The Queen, who has made a private donation to the Disaster Emergency Committee (DEC) appeal, said she and the Duke of Edinburgh are “deeply saddened”.
Her Majesty The Queen has sent messages to Malawi, Mozambique and Zimbabwe – countries which have been affected by Cyclone Idai. Read the messages in full here: https://t.co/6eeUUxtWpe
— The Royal Family (@RoyalFamily) March 21, 2019
In messages to the presidents of the three countries, the Queen said the thoughts and prayers of her and Philip are with all those affected.
The Duke and Duchess of Cambridge and the Duke and Duchess of Sussex said they are “hugely saddened”.

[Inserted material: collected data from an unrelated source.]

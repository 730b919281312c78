//! Injectable random source.
//!
//! Every randomized operation in this crate is generic over [`rand::Rng`]
//! and takes the generator by `&mut`. Use [`create_rng`] for reproducible
//! runs, or any other `Rng` (e.g. `rand::rng()`) for fresh ones.

use rand::rngs::StdRng;
use rand::SeedableRng;

/// Creates a deterministic generator from a seed.
///
/// # Examples
///
/// ```
/// use rand::Rng;
/// use u_delivery::random::create_rng;
///
/// let a: u64 = create_rng(42).random();
/// let b: u64 = create_rng(42).random();
/// assert_eq!(a, b);
/// ```
pub fn create_rng(seed: u64) -> StdRng {
    StdRng::seed_from_u64(seed)
}

#[cfg(test)]
mod tests {
    use super::*;
    use rand::Rng;

    #[test]
    fn test_same_seed_same_sequence() {
        let mut a = create_rng(7);
        let mut b = create_rng(7);
        for _ in 0..16 {
            assert_eq!(a.random::<f64>(), b.random::<f64>());
        }
    }

    #[test]
    fn test_different_seeds_diverge() {
        let a: u64 = create_rng(1).random();
        let b: u64 = create_rng(2).random();
        assert_ne!(a, b);
    }
}
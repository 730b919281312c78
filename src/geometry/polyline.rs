//! Distance-based walking along piecewise-linear paths.

use super::distance;
use crate::models::Point;

/// Sum of the segment lengths of `path`.
///
/// Empty and single-point paths have length zero.
pub fn path_length(path: &[Point]) -> f64 {
    path.windows(2).map(|w| distance(&w[0], &w[1])).sum()
}

/// Returns the point reached after travelling `distance_traveled` along
/// `path`, measured from `path[0]`.
///
/// Within a segment the position is linearly interpolated. Distances past
/// the end clamp to the last point and negative distances clamp to the
/// first. A zero-length segment resolves to its start point. An empty path
/// resolves to the origin.
///
/// # Examples
///
/// ```
/// use u_delivery::geometry::position_along_path;
/// use u_delivery::models::Point;
///
/// let path = [Point::new(0.0, 0.0), Point::new(10.0, 0.0), Point::new(10.0, 10.0)];
/// assert_eq!(position_along_path(&path, 5.0), Point::new(5.0, 0.0));
/// assert_eq!(position_along_path(&path, 15.0), Point::new(10.0, 5.0));
/// assert_eq!(position_along_path(&path, 99.0), Point::new(10.0, 10.0));
/// ```
pub fn position_along_path(path: &[Point], distance_traveled: f64) -> Point {
    let (first, last) = match (path.first(), path.last()) {
        (Some(first), Some(last)) => (*first, *last),
        _ => return Point::origin(),
    };
    if distance_traveled <= 0.0 {
        return first;
    }

    let mut covered = 0.0;
    for segment in path.windows(2) {
        let (start, end) = (segment[0], segment[1]);
        let length = distance(&start, &end);

        if covered + length >= distance_traveled {
            let fraction = (distance_traveled - covered) / length;
            if !fraction.is_finite() {
                return start;
            }
            return start.lerp(&end, fraction);
        }
        covered += length;
    }

    last
}
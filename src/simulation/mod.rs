//! Time-driven sampling of vehicle positions along route paths.
//!
//! - [`sample`] — Positions of every vehicle at one elapsed time
//! - [`total_duration`] — Time until the longest route is fully traversed
//! - [`Simulation`] — One animation run over a fixed set of routes
//! - [`TickSource`] — External clock that supplies elapsed times

mod run;
mod sampler;
mod ticks;

pub use run::{Frame, Simulation};
pub use sampler::{sample, total_duration, DEFAULT_SPEED};
pub use ticks::{FixedStepTicks, TickSource};
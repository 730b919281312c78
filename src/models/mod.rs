//! Domain model types for delivery zoning.
//!
//! Provides the core records: planar points, delivery points carrying a
//! zone label, centroids, zones produced by clustering, and closed routes
//! produced by the route builder.

mod delivery;
mod point;
mod route;
mod zone;

pub use delivery::DeliveryPoint;
pub use point::{Centroid, Point};
pub use route::Route;
pub use zone::Zone;
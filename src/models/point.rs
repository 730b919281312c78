//! Planar point and centroid types.

use serde::{Deserialize, Serialize};

/// A real-valued coordinate in the plane.
///
/// # Examples
///
/// ```
/// use u_delivery::models::Point;
///
/// let a = Point::new(0.0, 0.0);
/// let b = Point::new(3.0, 4.0);
/// assert!((a.distance_to(&b) - 5.0).abs() < 1e-10);
/// ```
#[derive(Debug, Clone, Copy, PartialEq, Default, Serialize, Deserialize)]
pub struct Point {
    /// X-coordinate.
    pub x: f64,
    /// Y-coordinate.
    pub y: f64,
}

impl Point {
    /// Creates a point at the given coordinates.
    pub const fn new(x: f64, y: f64) -> Self {
        Self { x, y }
    }

    /// The origin `(0, 0)`.
    pub const fn origin() -> Self {
        Self::new(0.0, 0.0)
    }

    /// Euclidean distance to another point.
    pub fn distance_to(&self, other: &Point) -> f64 {
        crate::geometry::distance(self, other)
    }

    /// Linear interpolation towards `other`; `t = 0` is `self`, `t = 1` is `other`.
    pub fn lerp(&self, other: &Point, t: f64) -> Point {
        Point::new(
            self.x + (other.x - self.x) * t,
            self.y + (other.y - self.y) * t,
        )
    }
}

/// The representative position of one zone during clustering.
///
/// `id` is the zone number in `0..k`.
#[derive(Debug, Clone, Copy, PartialEq, Serialize, Deserialize)]
pub struct Centroid {
    /// Zone number this centroid represents.
    pub id: usize,
    /// X-coordinate.
    pub x: f64,
    /// Y-coordinate.
    pub y: f64,
}

impl Centroid {
    /// Creates a centroid for zone `id` at the given position.
    pub fn new(id: usize, position: Point) -> Self {
        Self {
            id,
            x: position.x,
            y: position.y,
        }
    }

    /// Position of this centroid.
    pub fn position(&self) -> Point {
        Point::new(self.x, self.y)
    }
}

In a message to the people of the three countries, they said: “Our thoughts and prayers are with all those who have been affected by the devastating impact of Cyclone Idai across Malawi, Mozambique and Zimbabwe.
“We are hugely saddened to hear of the loss of life and destruction it has caused, and our hearts go out to all those who have lost their loved ones, homes and livelihoods.”
The Duke and Duchess of Cambridge and The Duke and Duchess of Sussex have sent a message to the people of Malawi, Mozambique and Zimbabwe – countries which have been affected by Cyclone Idai.https://t.co/oH9k9ZC0aP
— Kensington Palace (@KensingtonRoyal) March 21, 2019
The UK has already announced a total aid package of £18 million for the region but pledged to add another £2 million to match public donations to the DEC appeal.
The cyclone, which hit the southern African region a week ago, prompted a national state of emergency to be declared in Mozambique, where around 400,000 people are internally displaced.
Close to 1,000 homes have been destroyed in Zimbabwe while it is estimated more than 82,500 people have been forced from their homes in Malawi.
More than 200 people have been confirmed dead in Mozambique, more than 100 in Zimbabwe and around 60 in Malawi, while hundreds are injured and many more are unaccounted for, according to the United Nations.